------ Data for the task ------

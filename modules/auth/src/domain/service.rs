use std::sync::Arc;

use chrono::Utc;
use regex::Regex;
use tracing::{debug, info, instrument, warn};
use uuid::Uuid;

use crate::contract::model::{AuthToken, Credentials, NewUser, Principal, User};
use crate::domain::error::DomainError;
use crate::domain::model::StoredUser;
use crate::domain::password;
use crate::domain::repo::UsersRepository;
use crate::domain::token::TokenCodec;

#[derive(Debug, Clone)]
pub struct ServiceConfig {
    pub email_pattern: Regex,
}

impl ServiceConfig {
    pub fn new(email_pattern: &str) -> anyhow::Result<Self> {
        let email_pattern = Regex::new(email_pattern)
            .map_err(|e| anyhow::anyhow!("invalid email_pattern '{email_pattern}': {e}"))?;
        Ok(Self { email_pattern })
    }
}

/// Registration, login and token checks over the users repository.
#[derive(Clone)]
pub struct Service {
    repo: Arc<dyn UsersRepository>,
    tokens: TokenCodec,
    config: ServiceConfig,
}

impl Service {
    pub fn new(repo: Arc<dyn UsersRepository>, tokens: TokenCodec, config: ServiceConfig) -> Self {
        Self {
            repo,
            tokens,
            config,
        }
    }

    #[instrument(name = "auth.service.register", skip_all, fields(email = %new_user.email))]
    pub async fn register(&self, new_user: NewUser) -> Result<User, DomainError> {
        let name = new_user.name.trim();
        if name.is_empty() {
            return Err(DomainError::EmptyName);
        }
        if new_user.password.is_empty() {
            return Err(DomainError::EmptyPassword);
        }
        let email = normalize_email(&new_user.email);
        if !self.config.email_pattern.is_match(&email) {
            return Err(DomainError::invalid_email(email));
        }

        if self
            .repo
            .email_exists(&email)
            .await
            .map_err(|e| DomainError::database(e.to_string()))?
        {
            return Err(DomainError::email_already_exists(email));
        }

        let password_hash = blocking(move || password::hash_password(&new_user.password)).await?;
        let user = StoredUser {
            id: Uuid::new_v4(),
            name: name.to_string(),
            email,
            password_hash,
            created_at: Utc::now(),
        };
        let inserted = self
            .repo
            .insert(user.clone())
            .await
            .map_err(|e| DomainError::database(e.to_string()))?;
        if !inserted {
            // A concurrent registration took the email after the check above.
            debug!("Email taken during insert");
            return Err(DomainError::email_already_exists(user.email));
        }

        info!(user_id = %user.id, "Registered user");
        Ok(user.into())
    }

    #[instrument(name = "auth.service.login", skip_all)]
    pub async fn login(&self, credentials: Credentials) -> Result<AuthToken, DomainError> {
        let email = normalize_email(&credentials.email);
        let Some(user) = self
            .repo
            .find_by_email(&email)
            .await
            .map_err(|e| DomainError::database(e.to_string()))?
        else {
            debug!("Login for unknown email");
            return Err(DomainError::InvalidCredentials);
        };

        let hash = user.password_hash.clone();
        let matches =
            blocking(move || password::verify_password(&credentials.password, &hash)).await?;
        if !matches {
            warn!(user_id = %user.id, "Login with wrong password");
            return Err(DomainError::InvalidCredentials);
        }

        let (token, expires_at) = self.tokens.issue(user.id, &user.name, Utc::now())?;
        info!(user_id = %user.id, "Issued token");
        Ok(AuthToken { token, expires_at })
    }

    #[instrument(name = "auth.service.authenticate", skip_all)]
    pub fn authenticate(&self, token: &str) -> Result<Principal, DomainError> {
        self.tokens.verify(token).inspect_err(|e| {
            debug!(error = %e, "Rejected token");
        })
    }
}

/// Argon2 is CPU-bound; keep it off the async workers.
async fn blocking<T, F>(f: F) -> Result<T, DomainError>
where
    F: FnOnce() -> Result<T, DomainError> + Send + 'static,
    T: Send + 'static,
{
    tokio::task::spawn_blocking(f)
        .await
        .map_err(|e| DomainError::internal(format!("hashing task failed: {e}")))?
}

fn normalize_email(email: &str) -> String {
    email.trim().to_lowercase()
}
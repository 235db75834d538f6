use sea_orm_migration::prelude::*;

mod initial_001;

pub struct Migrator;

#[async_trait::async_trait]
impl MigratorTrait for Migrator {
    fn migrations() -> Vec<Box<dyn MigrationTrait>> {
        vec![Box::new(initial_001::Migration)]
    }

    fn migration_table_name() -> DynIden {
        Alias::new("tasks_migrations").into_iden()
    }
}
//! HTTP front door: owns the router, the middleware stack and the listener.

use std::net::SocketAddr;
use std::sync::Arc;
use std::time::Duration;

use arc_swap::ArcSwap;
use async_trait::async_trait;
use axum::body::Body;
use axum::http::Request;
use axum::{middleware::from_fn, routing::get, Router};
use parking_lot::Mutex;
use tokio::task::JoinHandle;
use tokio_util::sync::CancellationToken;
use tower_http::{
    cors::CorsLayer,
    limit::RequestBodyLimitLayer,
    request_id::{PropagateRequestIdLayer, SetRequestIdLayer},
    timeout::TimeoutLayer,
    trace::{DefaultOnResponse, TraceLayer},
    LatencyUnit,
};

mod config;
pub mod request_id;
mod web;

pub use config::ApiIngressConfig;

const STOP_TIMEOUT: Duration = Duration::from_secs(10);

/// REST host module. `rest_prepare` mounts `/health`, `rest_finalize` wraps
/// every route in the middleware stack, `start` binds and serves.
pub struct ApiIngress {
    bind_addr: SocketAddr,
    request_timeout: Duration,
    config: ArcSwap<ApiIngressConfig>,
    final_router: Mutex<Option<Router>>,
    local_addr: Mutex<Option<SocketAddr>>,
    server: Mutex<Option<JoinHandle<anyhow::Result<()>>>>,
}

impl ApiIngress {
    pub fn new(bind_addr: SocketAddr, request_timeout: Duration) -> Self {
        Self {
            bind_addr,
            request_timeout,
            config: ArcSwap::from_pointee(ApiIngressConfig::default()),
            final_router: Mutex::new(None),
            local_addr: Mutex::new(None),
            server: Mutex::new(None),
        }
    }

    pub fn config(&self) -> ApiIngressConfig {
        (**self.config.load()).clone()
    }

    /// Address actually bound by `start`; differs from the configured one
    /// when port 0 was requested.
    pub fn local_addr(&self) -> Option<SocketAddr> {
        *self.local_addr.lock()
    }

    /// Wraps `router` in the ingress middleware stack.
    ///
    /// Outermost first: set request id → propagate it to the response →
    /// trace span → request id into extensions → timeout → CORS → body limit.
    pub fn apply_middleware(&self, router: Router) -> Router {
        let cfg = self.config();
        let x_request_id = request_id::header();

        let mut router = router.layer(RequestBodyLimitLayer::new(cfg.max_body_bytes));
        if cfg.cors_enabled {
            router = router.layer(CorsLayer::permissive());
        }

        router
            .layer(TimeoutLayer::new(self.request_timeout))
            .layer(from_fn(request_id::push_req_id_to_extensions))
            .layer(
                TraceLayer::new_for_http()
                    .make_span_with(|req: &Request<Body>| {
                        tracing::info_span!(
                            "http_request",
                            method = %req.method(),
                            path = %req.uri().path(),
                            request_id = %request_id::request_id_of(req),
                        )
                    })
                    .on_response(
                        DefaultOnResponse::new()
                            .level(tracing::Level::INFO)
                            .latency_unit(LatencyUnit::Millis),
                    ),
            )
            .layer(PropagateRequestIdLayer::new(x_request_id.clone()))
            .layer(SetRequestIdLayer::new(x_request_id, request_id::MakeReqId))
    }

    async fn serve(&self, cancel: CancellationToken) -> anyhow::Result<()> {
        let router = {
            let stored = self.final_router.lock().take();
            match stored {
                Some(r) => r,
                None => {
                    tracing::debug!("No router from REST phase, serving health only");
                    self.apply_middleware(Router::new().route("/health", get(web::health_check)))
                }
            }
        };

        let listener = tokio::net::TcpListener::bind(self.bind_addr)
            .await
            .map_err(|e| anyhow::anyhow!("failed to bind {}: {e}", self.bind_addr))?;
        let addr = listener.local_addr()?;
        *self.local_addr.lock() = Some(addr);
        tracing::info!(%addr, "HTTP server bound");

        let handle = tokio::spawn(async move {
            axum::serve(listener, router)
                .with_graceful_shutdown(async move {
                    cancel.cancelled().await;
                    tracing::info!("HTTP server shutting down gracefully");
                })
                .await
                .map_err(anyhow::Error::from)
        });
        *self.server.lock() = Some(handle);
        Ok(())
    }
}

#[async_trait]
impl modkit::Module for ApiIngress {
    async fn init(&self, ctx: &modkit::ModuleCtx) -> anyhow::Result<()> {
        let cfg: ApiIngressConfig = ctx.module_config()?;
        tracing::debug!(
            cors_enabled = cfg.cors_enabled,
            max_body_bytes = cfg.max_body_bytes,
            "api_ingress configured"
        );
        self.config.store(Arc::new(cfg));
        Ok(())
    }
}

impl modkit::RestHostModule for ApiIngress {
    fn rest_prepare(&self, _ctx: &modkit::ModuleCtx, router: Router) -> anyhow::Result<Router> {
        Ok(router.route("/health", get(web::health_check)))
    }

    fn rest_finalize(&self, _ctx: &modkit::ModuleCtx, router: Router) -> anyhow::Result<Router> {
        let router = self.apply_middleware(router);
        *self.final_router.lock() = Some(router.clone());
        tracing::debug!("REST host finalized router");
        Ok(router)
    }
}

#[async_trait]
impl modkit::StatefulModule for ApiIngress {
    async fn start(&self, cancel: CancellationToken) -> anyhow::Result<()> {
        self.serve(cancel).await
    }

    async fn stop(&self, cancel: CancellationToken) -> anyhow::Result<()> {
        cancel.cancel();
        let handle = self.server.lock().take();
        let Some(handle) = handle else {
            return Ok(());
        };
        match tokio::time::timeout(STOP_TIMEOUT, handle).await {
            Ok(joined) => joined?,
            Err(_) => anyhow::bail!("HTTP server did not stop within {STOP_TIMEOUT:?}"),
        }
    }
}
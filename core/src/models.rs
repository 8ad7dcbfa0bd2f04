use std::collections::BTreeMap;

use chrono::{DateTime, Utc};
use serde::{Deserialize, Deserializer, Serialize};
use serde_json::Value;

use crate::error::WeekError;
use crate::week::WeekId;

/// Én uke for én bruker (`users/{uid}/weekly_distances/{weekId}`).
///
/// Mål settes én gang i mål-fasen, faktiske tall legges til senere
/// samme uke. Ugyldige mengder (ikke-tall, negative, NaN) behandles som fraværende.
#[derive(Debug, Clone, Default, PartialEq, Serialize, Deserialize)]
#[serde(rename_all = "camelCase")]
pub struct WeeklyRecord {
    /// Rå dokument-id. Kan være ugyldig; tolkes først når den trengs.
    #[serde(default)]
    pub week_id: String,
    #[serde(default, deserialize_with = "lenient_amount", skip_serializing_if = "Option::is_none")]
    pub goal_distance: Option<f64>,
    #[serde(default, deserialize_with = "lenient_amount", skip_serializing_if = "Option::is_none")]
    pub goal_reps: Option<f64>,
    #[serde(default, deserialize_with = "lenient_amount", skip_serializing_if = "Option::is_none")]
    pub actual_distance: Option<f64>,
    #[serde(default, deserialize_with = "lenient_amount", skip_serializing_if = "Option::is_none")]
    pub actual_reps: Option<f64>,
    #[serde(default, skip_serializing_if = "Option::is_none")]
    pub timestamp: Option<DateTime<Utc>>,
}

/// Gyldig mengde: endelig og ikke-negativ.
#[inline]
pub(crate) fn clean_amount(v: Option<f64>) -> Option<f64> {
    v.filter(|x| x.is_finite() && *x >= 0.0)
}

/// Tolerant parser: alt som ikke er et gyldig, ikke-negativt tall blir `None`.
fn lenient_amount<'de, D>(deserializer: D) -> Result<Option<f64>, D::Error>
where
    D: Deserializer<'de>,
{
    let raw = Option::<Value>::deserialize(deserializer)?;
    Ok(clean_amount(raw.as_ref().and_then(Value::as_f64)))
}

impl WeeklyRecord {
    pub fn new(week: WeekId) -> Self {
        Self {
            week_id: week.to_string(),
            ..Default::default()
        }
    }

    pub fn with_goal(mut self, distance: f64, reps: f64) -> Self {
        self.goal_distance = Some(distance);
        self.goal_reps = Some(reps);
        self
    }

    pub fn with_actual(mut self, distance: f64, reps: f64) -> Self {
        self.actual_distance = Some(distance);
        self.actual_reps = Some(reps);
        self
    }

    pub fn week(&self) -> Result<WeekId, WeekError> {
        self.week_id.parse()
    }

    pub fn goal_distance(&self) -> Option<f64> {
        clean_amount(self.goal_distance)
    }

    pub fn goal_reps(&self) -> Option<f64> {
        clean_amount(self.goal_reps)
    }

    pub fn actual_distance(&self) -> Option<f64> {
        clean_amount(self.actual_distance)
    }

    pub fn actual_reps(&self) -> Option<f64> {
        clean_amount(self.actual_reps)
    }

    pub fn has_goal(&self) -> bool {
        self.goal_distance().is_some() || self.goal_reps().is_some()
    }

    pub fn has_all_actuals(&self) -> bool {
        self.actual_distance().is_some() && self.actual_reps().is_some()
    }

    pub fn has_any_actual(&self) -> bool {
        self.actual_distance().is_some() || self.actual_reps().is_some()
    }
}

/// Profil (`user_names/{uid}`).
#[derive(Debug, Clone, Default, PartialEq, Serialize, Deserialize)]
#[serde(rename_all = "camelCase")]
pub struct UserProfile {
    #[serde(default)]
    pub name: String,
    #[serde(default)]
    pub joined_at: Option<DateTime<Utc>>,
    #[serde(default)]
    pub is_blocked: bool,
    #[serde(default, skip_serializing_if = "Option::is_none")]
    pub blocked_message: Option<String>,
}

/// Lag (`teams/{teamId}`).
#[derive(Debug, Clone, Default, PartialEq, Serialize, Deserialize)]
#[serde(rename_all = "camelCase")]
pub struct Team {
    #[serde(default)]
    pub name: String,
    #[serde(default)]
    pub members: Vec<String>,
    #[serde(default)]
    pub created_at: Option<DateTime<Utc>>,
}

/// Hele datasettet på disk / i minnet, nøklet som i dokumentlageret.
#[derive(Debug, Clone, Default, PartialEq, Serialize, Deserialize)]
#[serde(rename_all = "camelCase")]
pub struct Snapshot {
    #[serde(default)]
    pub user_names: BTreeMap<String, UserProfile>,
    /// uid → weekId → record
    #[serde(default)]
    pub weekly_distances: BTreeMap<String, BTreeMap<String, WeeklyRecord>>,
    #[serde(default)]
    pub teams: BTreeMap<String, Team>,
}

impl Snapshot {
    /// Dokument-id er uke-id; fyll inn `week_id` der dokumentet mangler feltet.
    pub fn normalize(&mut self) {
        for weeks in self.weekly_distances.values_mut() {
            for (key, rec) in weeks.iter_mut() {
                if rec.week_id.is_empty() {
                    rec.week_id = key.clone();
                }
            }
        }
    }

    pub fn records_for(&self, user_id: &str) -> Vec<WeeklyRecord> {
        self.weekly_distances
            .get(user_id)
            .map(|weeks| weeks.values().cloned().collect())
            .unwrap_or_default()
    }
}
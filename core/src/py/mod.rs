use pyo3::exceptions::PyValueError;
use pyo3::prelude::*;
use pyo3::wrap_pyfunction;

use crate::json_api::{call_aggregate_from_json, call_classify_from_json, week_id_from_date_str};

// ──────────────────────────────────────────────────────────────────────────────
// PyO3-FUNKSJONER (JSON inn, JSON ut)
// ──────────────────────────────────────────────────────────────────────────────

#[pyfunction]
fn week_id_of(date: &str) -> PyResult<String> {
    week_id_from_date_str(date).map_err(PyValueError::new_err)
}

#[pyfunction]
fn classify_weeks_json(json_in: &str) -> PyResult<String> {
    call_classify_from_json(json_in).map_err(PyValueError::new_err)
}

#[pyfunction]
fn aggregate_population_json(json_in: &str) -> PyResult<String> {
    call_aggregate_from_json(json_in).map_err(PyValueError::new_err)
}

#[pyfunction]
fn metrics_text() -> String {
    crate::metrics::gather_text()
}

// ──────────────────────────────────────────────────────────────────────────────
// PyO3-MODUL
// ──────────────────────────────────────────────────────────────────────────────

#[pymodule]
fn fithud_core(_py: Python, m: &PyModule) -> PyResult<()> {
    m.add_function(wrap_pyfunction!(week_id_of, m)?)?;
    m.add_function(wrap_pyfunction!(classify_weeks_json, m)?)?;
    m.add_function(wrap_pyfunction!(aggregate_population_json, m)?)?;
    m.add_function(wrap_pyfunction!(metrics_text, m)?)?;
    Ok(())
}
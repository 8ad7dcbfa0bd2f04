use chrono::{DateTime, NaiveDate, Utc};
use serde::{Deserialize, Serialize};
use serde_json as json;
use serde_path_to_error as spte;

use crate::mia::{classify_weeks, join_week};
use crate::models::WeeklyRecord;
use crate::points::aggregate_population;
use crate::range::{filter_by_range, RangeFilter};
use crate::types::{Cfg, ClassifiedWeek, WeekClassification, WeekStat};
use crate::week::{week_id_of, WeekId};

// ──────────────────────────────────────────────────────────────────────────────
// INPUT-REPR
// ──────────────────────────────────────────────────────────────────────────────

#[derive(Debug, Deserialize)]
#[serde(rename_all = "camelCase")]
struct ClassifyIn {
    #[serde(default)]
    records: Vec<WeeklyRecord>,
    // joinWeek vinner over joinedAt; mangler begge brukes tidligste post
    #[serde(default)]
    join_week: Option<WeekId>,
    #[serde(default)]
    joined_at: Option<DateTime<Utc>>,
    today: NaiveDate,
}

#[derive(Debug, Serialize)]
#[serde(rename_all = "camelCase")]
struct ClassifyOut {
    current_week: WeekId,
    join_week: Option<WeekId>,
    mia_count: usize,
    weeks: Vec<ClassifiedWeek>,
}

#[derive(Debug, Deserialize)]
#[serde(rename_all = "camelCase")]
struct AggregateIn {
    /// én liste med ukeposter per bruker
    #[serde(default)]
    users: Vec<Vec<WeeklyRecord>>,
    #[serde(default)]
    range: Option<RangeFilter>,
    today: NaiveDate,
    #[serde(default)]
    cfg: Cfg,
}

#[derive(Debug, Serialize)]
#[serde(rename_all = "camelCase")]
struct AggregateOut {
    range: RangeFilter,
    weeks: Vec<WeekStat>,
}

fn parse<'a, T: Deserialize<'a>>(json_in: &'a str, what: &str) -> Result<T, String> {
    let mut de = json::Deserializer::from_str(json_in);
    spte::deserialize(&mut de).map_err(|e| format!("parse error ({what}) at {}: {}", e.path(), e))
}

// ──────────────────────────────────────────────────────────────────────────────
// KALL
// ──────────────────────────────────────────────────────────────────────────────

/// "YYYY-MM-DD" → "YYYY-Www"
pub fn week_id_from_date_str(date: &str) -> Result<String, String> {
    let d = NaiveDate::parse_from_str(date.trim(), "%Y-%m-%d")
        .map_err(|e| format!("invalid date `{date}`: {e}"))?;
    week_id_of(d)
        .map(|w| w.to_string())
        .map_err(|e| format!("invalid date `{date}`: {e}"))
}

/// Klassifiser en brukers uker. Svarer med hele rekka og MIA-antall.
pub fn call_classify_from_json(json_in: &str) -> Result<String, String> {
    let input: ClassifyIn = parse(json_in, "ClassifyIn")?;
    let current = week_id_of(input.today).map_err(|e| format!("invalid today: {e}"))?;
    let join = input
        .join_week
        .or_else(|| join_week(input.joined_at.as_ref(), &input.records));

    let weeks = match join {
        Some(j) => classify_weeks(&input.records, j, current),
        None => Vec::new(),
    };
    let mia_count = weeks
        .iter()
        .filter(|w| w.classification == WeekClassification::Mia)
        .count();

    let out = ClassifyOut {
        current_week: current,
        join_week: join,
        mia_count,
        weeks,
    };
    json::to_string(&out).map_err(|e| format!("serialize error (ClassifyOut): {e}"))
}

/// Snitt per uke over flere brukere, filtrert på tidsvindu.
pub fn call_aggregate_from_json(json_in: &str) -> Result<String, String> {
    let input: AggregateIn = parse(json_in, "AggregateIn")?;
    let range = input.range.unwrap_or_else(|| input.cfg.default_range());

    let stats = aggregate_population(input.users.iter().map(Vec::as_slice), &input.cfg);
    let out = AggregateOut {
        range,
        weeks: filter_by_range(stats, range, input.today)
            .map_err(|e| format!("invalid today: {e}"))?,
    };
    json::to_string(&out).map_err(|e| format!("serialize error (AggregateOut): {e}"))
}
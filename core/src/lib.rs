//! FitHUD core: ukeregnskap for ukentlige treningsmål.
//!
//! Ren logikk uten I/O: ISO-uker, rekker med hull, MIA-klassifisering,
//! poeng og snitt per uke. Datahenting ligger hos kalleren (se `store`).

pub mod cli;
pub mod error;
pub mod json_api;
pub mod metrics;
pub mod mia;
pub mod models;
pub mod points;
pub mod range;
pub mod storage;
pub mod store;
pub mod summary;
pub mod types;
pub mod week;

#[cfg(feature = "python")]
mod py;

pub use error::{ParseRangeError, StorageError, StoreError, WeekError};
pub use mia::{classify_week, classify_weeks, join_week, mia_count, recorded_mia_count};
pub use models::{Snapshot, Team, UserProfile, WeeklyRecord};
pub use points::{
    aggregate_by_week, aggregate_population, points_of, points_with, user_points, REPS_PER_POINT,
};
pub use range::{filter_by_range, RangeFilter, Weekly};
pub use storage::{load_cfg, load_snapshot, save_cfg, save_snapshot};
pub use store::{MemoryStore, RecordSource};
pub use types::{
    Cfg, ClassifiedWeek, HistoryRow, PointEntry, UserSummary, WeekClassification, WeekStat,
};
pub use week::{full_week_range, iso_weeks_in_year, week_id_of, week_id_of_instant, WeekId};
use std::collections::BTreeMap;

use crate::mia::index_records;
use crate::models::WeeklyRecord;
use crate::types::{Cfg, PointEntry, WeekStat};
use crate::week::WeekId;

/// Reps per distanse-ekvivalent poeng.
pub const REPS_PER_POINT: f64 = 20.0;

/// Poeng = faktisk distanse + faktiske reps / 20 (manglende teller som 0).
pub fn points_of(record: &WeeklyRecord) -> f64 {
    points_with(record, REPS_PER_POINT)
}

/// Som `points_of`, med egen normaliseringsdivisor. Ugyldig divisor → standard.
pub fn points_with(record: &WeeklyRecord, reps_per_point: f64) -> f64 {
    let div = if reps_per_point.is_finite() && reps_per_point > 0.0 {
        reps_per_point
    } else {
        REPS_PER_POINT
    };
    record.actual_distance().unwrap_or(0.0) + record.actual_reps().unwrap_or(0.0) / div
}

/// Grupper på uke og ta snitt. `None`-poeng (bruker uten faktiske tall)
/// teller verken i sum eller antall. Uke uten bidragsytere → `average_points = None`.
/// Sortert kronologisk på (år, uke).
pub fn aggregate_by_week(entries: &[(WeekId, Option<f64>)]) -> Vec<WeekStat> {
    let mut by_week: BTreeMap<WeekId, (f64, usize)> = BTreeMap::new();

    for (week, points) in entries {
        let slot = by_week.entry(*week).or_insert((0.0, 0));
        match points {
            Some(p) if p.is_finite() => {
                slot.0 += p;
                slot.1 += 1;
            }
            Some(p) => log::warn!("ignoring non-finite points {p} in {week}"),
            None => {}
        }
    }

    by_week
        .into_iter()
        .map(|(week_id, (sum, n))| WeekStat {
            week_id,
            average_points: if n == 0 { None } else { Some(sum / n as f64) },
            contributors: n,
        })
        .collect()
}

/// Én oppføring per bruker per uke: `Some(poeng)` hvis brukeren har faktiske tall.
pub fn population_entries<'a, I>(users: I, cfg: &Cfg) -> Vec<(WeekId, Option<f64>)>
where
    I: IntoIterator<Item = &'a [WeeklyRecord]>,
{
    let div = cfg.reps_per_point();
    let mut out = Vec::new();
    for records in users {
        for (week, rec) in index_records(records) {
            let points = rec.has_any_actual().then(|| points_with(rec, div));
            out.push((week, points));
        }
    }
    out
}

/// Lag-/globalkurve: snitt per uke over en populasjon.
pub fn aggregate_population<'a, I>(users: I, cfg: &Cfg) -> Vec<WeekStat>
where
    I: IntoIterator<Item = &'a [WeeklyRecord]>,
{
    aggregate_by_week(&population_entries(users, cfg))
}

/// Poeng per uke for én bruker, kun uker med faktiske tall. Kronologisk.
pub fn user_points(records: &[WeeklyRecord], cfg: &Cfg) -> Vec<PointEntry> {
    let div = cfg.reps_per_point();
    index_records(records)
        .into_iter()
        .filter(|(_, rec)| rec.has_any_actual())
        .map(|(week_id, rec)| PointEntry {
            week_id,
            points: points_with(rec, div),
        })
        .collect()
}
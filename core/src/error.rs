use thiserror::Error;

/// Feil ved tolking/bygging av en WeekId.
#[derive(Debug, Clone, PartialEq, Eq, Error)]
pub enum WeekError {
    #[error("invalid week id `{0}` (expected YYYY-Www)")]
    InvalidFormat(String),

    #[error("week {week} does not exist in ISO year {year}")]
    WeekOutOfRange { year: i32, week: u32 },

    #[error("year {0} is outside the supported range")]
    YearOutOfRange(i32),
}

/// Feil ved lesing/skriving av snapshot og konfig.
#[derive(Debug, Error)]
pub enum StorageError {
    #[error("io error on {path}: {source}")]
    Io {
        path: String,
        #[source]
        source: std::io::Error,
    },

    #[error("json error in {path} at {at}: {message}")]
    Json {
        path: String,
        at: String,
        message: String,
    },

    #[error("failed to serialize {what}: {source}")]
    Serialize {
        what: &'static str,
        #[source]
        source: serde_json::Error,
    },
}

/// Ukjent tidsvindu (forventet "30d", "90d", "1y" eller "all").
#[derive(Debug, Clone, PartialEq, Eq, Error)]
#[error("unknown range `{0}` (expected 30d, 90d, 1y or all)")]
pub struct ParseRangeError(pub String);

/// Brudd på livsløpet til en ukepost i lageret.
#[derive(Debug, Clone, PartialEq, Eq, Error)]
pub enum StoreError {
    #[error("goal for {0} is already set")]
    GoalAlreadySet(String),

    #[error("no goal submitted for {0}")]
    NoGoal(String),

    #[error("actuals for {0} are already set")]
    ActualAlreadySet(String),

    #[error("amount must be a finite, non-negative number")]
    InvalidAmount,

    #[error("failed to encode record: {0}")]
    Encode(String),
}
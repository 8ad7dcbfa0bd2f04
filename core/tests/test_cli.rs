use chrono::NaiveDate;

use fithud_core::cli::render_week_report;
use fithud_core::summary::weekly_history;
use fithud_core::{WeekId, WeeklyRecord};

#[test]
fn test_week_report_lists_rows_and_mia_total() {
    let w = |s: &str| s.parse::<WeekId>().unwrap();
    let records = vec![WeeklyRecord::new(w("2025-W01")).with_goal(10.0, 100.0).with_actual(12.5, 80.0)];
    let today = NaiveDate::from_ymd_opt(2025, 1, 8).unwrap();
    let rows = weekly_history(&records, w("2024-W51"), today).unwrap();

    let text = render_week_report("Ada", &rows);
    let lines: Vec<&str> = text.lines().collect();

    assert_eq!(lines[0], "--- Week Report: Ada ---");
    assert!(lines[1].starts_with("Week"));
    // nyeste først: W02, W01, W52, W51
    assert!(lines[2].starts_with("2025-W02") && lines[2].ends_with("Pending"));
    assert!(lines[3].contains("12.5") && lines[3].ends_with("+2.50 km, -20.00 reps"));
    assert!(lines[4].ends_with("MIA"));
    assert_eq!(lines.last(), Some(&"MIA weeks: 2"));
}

------

Task directions: Scan the entries above and report the number of lines that contain the word "axum", with no added text.

Answer: 4